As of the 2020 census, Lillington had a population of 4,735. The median age was 37.7 years. 20.8% of residents were under the age of 18 and 15.8% of residents were 65 years of age or older. For every 100 females there were 128.7 males, and for every 100 females age 18 and over there were 136.9 males age 18 and over.

57.7% of residents lived in urban areas, while 42.3% lived in rural areas.

There were 1,353 households in Lillington, of which 39.0% had children under the age of 18 living in them. Of family households, 37.0% were married-couple households, 17.2% had a male householder and no spouse or partner present, and 38.7% had a female householder and no spouse or partner present. About 32.0% of all households were made up of individuals and 14.2% had someone living alone who was 65 years of age or older.

There were 1,504 housing units, of which 10.0% were vacant. The homeowner vacancy rate was 3.9% and the rental vacancy rate was 5.5%.

===2000 census===
As of the census of 2000, 2,915 people, 799 households, and 484 families resided in the town. The population density was 730.5 PD/sqmi. The 894 housing units averaged 224.0 per square mile (86.5/km^{2}). The racial makeup of the town was 54.75% White, 40.55% African American, 0.79% Native American, 0.45% Asian, and 2.26% from two or more races. Hispanics or Latinos of any race were 4.08% of the population.

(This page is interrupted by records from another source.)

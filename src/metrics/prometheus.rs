//! Prometheus metrics definitions and HTTP server

use std::net::SocketAddr;

use http_body_util::Full;
use hyper::body::Bytes;
use hyper::server::conn::http1;
use hyper::service::service_fn;
use hyper::{Request, Response, StatusCode};
use hyper_util::rt::TokioIo;
use prometheus::{
    register_counter_vec, register_gauge, register_histogram_vec, CounterVec, Encoder, Gauge,
    HistogramVec, TextEncoder,
};
use tokio::net::TcpListener;
use tracing::{error, info};

lazy_static::lazy_static! {
    /// Total number of reconciliations
    pub static ref RECONCILIATIONS: CounterVec = register_counter_vec!(
        "agent_provision_operator_reconciliations_total",
        "Total number of reconciliations",
        &["kind"]
    ).unwrap();

    /// Total number of reconciliation errors
    pub static ref RECONCILIATION_ERRORS: CounterVec = register_counter_vec!(
        "agent_provision_operator_reconciliation_errors_total",
        "Total number of reconciliation errors",
        &["kind"]
    ).unwrap();

    /// Reconciliation duration histogram
    pub static ref RECONCILE_DURATION: HistogramVec = register_histogram_vec!(
        "agent_provision_operator_reconcile_duration_seconds",
        "Duration of reconciliations in seconds",
        &["kind"],
        vec![0.01, 0.05, 0.1, 0.25, 0.5, 1.0, 2.5, 5.0, 10.0, 30.0]
    ).unwrap();

    /// Total number of cleanup operations
    pub static ref CLEANUPS: CounterVec = register_counter_vec!(
        "agent_provision_operator_cleanups_total",
        "Total number of cleanup operations",
        &["kind"]
    ).unwrap();

    /// Currently cached spoke clients
    pub static ref SPOKE_CLIENTS: Gauge = register_gauge!(
        "agent_provision_operator_spoke_clients",
        "Number of cached spoke cluster clients"
    ).unwrap();

    /// Stale resources removed by garbage collection
    pub static ref STALE_RESOURCES_DELETED: CounterVec = register_counter_vec!(
        "agent_provision_operator_stale_resources_deleted_total",
        "Resources deleted because they left the desired set",
        &["kind"]
    ).unwrap();

    /// Operator health (1 = healthy, 0 = unhealthy)
    pub static ref OPERATOR_HEALTH: Gauge = register_gauge!(
        "agent_provision_operator_health",
        "Operator health status (1 = healthy, 0 = unhealthy)"
    ).unwrap();
}

/// Start the metrics HTTP server
pub async fn serve(port: u16) -> anyhow::Result<()> {
    let addr = SocketAddr::from(([0, 0, 0, 0], port));
    let listener = TcpListener::bind(addr).await?;
    info!("Metrics server listening on {}", addr);

    // Set initial health
    OPERATOR_HEALTH.set(1.0);

    loop {
        let (stream, _) = listener.accept().await?;
        let io = TokioIo::new(stream);

        tokio::spawn(async move {
            if let Err(e) = http1::Builder::new()
                .serve_connection(io, service_fn(handle_request))
                .await
            {
                error!("Error serving connection: {}", e);
            }
        });
    }
}

/// Handle HTTP requests
async fn handle_request(
    req: Request<hyper::body::Incoming>,
) -> Result<Response<Full<Bytes>>, hyper::Error> {
    let response = match req.uri().path() {
        "/metrics" => metrics_response(),
        "/healthz" | "/health" => health_response(),
        "/readyz" | "/ready" => ready_response(),
        _ => not_found_response(),
    };

    Ok(response)
}

/// Generate metrics response
fn metrics_response() -> Response<Full<Bytes>> {
    let encoder = TextEncoder::new();
    let metric_families = prometheus::gather();
    let mut buffer = Vec::new();

    if let Err(e) = encoder.encode(&metric_families, &mut buffer) {
        error!("Failed to encode metrics: {}", e);
        return Response::builder()
            .status(StatusCode::INTERNAL_SERVER_ERROR)
            .body(Full::new(Bytes::from("Failed to encode metrics")))
            .unwrap();
    }

    Response::builder()
        .status(StatusCode::OK)
        .header("Content-Type", encoder.format_type())
        .body(Full::new(Bytes::from(buffer)))
        .unwrap()
}

/// Health check response
fn health_response() -> Response<Full<Bytes>> {
    Response::builder()
        .status(StatusCode::OK)
        .body(Full::new(Bytes::from("ok")))
        .unwrap()
}

/// Readiness check response
fn ready_response() -> Response<Full<Bytes>> {
    Response::builder()
        .status(StatusCode::OK)
        .body(Full::new(Bytes::from("ok")))
        .unwrap()
}

/// Not found response
fn not_found_response() -> Response<Full<Bytes>> {
    Response::builder()
        .status(StatusCode::NOT_FOUND)
        .body(Full::new(Bytes::from("Not Found")))
        .unwrap()
}
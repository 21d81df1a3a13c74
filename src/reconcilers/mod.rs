//! Reconciliation engines
//!
//! Business logic invoked by the controllers; kept separate from the watch
//! wiring so it can be driven directly against fake API surfaces in tests.

pub mod provisioner;

pub use provisioner::ProvisionerReconciler;
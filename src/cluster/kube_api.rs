//! Live [`ClusterApi`] implementation backed by a `kube::Client`

use async_trait::async_trait;
use kube::api::{DeleteParams, ListParams, Patch, PatchParams, PostParams};
use kube::core::{ApiResource, DynamicObject};
use kube::{Api, Client};

use crate::error::{Error, Result};

/// Field manager recorded on writes issued by this operator
const FIELD_MANAGER: &str = "agent-provision-operator";

/// [`ClusterApi`] over a live API server connection
#[derive(Clone)]
pub struct KubeApi {
    client: Client,
}

impl KubeApi {
    pub fn new(client: Client) -> Self {
        KubeApi { client }
    }

    fn api(&self, kind: &ApiResource, namespace: Option<&str>) -> Api<DynamicObject> {
        match namespace {
            Some(ns) => Api::namespaced_with(self.client.clone(), ns, kind),
            None => Api::all_with(self.client.clone(), kind),
        }
    }
}

/// Map optimistic-concurrency conflicts to their own variant so the error
/// policy can retry them quickly.
fn map_kube_error(err: kube::Error) -> Error {
    match err {
        kube::Error::Api(ae) if ae.code == 409 => Error::Conflict(ae.message),
        other => Error::Kube(other),
    }
}

#[async_trait]
impl super::ClusterApi for KubeApi {
    async fn get(
        &self,
        kind: &ApiResource,
        namespace: Option<&str>,
        name: &str,
    ) -> Result<Option<DynamicObject>> {
        self.api(kind, namespace)
            .get_opt(name)
            .await
            .map_err(map_kube_error)
    }

    async fn list(
        &self,
        kind: &ApiResource,
        namespace: Option<&str>,
        label_selector: Option<&str>,
    ) -> Result<Vec<DynamicObject>> {
        let mut params = ListParams::default();
        if let Some(selector) = label_selector {
            params = params.labels(selector);
        }
        let list = self
            .api(kind, namespace)
            .list(&params)
            .await
            .map_err(map_kube_error)?;
        Ok(list.items)
    }

    async fn create(
        &self,
        kind: &ApiResource,
        namespace: Option<&str>,
        obj: &DynamicObject,
    ) -> Result<DynamicObject> {
        self.api(kind, namespace)
            .create(&PostParams::default(), obj)
            .await
            .map_err(map_kube_error)
    }

    async fn update(
        &self,
        kind: &ApiResource,
        namespace: Option<&str>,
        obj: &DynamicObject,
    ) -> Result<DynamicObject> {
        let name = obj
            .metadata
            .name
            .clone()
            .ok_or_else(|| Error::sync("cannot update an object without a name"))?;
        self.api(kind, namespace)
            .replace(&name, &PostParams::default(), obj)
            .await
            .map_err(map_kube_error)
    }

    async fn delete(&self, kind: &ApiResource, namespace: Option<&str>, name: &str) -> Result<()> {
        match self
            .api(kind, namespace)
            .delete(name, &DeleteParams::default())
            .await
        {
            Ok(_) => Ok(()),
            Err(kube::Error::Api(ae)) if ae.code == 404 => Ok(()),
            Err(e) => Err(map_kube_error(e)),
        }
    }

    async fn patch_status(
        &self,
        kind: &ApiResource,
        namespace: Option<&str>,
        name: &str,
        patch: serde_json::Value,
    ) -> Result<()> {
        self.api(kind, namespace)
            .patch_status(name, &PatchParams::apply(FIELD_MANAGER), &Patch::Merge(patch))
            .await
            .map_err(map_kube_error)?;
        Ok(())
    }
}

Of the 799 households, 25.8% had children under 18 living with them, 39.5% were married couples living together, 18.0% had a female householder with no husband present, and 39.4% were not families. About 33.9% of all households were made up of individuals, and 17.6% had someone living alone who was 65 or older. The average household size was 2.26, and the average family size was 2.88.

In the town, the population was distributed as 15.2% under 18, 8.9% from 18 to 24, 40.4% from 25 to 44, 17.5% from 45 to 64, and 17.9% who were 65 or older. The median age was 37 years. For every 100 females, there were 141.9 males. For every 100 females age 18 and over, there were 154.1 males.

The median income for a household in the town was $30,670, and for a family was $42,366. Males had a median income of $30,305 versus $23,214 for females. The per capita income for the town was $13,664. About 12.4% of families and 20.3% of the population were below the poverty line, including 31.2% of those under age 18 and 20.4% of those age 65 or over.
==Notable people==
- Daisy Hendley Gold (1893–1975, died in Lillington), author and journalist
- Paul Eliot Green (1894-1977) was a Pulitzer Prize-winning playwright.
- Rhett McLaughlin (Born 1977) Internetainer, Co-Host of Good Mythical Morning.
- Link Neal (Born 1978) Internetainer, Co-Host of Good Mythical Morning.